Im Agenturalltag ist der Begriff besonders dann wichtig, wenn Wachstum nicht mehr über einzelne Aktionen entstehen soll, sondern über ein wiederholbares System. Lead Scoring hilft dabei, Entscheidungen in Akquise, Sales, Delivery oder Positionierung präziser zu treffen und nicht nur mehr Aktivität zu erzeugen.

Beispiel aus der Agenturpraxis

Ein Lead erhält Punkte für passende Branche, Teamgröße, offene Sales-Stellen, Webinar-Teilnahme und konkrete Anfrage. Ab einer Schwelle wird er an Sales übergeben.

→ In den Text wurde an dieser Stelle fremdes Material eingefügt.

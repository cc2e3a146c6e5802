//! Portfolio-level analytics.
//!
//! - Scenario revaluation: protocol-wide shortfall for one price scenario,
//!   either through a symbol map or a precompiled [`RevaluationPlan`]
//! - Current bad debt at recorded prices, attributed to debt assets
//!
//! All functions are pure - they take the portfolio, prices and
//! configuration as input and return computed results.

mod parallel;
mod revaluation;
mod snapshot;

pub use parallel::*;
pub use revaluation::*;
pub use snapshot::*;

Das Beispiel zeigt, warum Definitionen nicht akademisch bleiben dürfen. Ein guter Begriff schafft eine gemeinsame Sprache im Team, im Sales Call und in der Kundenkommunikation. Dadurch wird schneller klar, welches Problem gemeint ist und welcher nächste Schritt sinnvoll wäre.

Abgrenzung

Lead Scoring ist keine Wahrheit, sondern ein Entscheidungsmodell. Es muss überprüft werden, weil Märkte und Datenqualität sich verändern.

Häufiger Fehler: Zu viele weiche Kriterien zu gewichten und dadurch scheinbar exakte, aber praktisch nutzlose Scores zu bauen.

Weiterführende Einordnung

Wenn du Lead Scoring strategisch nutzen willst, prüfe zuerst den Zusammenhang zu Zielgruppe, Angebot, Vertrieb und Umsetzung. Einzelne Taktiken wirken nur dauerhaft, wenn sie in ein klares Wachstumssystem eingebettet sind.

Nutze die Definition als Prüfpunkt: Wenn Team, Sales und Delivery den Begriff unterschiedlich verstehen, fehlt meist noch Systemklarheit.